| Work order |
From the entries below, return exactly the lines beginning at the one that contains "process-global singleton, so" and ending at the one that contains "HTTP client cannot be built.", both of them included, and only those lines.
──────── Data extract
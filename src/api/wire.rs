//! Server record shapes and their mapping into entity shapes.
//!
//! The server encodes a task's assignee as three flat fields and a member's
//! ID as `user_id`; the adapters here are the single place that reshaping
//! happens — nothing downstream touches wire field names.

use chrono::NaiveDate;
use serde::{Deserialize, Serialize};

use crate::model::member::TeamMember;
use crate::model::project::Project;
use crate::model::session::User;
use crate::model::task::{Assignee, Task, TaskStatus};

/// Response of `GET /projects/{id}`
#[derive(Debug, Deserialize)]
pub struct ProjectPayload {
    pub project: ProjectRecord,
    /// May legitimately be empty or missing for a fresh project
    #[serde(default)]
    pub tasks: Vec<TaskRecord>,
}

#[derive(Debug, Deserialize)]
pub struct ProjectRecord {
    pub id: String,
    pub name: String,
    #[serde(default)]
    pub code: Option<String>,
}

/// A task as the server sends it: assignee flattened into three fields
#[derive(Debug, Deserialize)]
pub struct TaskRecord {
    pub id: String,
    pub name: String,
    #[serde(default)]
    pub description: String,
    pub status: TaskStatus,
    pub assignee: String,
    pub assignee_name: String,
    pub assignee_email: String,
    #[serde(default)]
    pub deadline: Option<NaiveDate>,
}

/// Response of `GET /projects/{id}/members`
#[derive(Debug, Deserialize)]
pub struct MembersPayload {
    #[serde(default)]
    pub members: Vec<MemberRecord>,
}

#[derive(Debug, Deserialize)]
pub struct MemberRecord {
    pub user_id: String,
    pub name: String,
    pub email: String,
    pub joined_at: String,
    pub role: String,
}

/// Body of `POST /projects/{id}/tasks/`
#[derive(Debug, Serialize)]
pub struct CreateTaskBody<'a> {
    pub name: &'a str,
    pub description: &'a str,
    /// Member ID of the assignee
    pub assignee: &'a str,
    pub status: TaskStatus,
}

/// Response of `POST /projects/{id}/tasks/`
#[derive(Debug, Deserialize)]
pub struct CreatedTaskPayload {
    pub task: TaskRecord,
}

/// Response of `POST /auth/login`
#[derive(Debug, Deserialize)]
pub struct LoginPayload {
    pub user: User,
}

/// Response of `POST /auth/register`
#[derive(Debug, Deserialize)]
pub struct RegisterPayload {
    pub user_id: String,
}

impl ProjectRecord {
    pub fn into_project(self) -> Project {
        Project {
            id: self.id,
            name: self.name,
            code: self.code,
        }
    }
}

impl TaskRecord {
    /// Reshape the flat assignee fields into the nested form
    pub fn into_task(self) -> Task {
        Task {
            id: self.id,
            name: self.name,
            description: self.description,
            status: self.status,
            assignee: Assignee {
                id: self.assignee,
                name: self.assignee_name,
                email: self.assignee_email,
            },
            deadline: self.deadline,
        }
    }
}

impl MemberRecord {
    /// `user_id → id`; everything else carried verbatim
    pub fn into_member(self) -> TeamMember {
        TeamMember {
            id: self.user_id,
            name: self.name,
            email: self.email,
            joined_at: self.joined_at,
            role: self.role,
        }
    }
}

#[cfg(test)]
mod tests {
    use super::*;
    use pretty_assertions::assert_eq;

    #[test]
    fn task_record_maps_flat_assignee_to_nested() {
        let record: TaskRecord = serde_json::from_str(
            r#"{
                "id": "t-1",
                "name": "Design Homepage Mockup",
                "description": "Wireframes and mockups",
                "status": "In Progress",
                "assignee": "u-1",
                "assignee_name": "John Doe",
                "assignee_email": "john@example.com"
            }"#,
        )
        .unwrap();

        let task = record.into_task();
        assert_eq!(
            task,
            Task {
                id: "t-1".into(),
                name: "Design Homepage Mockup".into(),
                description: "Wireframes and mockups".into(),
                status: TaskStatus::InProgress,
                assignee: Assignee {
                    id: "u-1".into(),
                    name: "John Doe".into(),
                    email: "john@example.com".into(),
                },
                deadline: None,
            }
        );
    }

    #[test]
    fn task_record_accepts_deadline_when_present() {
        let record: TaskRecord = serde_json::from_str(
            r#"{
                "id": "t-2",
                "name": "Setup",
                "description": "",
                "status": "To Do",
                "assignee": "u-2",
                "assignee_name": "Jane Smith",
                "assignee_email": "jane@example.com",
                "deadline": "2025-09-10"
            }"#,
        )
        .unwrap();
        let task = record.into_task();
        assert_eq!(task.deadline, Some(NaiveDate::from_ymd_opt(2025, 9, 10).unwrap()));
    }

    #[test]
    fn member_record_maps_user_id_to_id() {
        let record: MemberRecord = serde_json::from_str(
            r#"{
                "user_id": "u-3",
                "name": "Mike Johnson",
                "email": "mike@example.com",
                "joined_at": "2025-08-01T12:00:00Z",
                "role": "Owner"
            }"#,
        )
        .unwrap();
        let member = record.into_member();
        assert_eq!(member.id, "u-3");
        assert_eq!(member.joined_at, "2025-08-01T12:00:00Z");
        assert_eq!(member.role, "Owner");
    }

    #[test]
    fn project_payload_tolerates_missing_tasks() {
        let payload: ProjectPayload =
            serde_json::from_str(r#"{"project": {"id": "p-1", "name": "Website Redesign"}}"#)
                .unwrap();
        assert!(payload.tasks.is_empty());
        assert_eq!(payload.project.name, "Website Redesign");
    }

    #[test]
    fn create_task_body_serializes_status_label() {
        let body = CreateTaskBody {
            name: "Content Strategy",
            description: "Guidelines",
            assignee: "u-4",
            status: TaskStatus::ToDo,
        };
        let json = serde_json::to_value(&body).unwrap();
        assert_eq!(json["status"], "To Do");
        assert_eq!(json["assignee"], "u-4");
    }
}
────────────────
──────── Data extract
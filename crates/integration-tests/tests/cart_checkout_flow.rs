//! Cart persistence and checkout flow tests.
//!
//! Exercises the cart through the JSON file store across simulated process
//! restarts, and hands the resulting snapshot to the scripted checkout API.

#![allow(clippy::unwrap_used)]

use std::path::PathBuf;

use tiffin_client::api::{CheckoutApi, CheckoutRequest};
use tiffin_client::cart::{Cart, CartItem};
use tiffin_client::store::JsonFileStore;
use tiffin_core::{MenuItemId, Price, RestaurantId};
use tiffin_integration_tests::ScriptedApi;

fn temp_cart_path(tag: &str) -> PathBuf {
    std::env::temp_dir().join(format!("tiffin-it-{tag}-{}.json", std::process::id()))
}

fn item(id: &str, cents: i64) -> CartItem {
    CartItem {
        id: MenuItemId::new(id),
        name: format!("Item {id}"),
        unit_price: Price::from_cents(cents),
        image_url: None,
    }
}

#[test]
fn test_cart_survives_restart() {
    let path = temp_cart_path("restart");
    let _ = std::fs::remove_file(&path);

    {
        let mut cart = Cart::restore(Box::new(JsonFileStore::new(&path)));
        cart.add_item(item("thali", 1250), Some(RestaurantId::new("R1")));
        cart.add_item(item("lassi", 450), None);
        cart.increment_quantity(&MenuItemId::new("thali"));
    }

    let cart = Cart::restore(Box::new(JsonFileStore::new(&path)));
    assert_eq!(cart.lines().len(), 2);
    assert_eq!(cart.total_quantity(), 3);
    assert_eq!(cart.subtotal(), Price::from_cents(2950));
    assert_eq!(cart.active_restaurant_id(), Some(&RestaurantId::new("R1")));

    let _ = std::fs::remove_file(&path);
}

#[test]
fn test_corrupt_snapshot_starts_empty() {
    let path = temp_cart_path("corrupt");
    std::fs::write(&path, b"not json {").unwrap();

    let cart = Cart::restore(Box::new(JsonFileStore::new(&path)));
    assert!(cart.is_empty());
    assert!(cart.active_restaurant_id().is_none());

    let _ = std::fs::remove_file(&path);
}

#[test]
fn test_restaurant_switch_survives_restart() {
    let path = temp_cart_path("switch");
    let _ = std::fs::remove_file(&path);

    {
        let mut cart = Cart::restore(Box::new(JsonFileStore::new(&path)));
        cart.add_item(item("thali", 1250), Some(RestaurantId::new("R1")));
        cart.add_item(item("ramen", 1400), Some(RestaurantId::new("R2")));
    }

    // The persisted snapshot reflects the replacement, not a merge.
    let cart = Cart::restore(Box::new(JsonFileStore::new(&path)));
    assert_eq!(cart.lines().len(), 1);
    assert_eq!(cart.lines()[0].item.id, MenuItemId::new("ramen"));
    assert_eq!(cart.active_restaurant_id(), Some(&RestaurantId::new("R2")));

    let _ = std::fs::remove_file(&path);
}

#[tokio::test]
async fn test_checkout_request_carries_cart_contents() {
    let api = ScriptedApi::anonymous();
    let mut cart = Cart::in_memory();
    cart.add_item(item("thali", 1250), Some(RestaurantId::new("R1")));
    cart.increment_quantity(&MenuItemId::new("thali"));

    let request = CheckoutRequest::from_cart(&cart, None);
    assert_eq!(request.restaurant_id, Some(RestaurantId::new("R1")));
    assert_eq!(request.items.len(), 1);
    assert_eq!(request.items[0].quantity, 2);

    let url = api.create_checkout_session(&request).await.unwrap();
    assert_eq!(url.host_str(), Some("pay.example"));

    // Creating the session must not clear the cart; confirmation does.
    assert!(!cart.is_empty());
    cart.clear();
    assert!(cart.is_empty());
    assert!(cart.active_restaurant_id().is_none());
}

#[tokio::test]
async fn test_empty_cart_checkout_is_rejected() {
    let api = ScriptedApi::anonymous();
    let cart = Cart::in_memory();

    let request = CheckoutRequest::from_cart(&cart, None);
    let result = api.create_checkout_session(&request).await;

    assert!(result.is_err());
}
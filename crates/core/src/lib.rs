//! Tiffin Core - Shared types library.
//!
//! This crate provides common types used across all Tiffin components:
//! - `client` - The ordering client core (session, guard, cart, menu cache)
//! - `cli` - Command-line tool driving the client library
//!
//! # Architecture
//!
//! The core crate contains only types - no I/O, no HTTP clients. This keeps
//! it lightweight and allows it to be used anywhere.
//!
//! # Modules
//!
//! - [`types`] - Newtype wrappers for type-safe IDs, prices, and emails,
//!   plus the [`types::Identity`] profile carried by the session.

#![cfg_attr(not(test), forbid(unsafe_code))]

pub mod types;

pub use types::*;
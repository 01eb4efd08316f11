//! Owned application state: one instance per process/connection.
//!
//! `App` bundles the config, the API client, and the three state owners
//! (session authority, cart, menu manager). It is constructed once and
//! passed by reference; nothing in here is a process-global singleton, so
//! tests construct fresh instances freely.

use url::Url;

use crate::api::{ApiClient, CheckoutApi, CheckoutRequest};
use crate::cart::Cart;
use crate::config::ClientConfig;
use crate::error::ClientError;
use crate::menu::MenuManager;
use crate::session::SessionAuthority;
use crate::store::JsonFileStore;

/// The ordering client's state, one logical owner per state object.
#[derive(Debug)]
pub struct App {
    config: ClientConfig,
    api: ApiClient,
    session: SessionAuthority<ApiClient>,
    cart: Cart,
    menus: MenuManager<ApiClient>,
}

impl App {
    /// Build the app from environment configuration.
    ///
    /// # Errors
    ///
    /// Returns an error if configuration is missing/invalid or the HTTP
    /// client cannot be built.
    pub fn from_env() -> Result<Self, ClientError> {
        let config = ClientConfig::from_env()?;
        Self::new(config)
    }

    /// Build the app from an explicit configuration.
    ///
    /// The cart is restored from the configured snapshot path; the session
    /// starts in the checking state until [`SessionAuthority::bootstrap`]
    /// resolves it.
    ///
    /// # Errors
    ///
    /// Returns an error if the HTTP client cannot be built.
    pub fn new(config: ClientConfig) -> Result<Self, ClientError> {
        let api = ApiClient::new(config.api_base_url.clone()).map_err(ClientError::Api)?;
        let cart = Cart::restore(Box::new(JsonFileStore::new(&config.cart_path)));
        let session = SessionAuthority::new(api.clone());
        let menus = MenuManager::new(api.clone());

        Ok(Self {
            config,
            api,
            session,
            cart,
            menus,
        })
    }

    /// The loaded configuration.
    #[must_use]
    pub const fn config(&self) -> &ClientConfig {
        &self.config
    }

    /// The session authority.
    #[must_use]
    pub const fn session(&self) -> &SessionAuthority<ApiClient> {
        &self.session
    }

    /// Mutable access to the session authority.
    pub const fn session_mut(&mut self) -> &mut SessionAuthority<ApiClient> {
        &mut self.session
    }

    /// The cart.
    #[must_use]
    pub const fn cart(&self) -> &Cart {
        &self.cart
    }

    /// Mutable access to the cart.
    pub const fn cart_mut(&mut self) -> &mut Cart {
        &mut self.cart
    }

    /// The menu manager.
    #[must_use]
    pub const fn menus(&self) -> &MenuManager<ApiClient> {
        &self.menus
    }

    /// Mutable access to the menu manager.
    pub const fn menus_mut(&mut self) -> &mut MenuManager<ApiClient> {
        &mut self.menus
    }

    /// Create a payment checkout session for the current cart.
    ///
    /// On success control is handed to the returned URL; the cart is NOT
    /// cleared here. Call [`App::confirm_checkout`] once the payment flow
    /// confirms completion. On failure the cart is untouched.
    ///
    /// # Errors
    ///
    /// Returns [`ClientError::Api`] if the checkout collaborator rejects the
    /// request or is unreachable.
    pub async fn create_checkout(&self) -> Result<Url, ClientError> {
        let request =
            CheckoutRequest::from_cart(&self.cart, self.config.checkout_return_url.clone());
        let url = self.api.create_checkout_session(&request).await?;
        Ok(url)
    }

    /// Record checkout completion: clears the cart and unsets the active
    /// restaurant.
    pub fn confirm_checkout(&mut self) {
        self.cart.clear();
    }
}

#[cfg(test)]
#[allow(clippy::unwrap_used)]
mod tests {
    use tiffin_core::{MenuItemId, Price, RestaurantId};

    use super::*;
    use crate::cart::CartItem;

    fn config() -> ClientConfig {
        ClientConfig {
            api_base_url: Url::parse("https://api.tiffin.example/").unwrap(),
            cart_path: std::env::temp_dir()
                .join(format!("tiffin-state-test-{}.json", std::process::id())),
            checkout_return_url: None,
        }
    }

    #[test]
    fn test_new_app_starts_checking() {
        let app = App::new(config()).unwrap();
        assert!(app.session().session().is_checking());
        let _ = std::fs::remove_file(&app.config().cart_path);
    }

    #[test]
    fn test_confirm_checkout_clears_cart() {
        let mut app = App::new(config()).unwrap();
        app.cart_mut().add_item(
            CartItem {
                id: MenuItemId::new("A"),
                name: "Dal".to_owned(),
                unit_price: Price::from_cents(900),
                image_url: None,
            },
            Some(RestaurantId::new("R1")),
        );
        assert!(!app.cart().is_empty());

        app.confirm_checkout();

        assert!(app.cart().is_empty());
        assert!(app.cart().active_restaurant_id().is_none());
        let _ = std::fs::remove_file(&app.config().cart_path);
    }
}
────────────────
| Output for this task |
//! passed by reference; nothing in here is a process-global singleton, so
//! tests construct fresh instances freely.

use url::Url;

use crate::api::{ApiClient, CheckoutApi, CheckoutRequest};
use crate::cart::Cart;
use crate::config::ClientConfig;
use crate::error::ClientError;
use crate::menu::MenuManager;
use crate::session::SessionAuthority;
use crate::store::JsonFileStore;

/// The ordering client's state, one logical owner per state object.
#[derive(Debug)]
pub struct App {
    config: ClientConfig,
    api: ApiClient,
    session: SessionAuthority<ApiClient>,
    cart: Cart,
    menus: MenuManager<ApiClient>,
}

impl App {
    /// Build the app from environment configuration.
    ///
    /// # Errors
    ///
    /// Returns an error if configuration is missing/invalid or the HTTP
    /// client cannot be built.
    pub fn from_env() -> Result<Self, ClientError> {
        let config = ClientConfig::from_env()?;
        Self::new(config)
    }

    /// Build the app from an explicit configuration.
    ///
    /// The cart is restored from the configured snapshot path; the session
    /// starts in the checking state until [`SessionAuthority::bootstrap`]
    /// resolves it.
    ///
    /// # Errors
    ///
    /// Returns an error if the HTTP client cannot be built.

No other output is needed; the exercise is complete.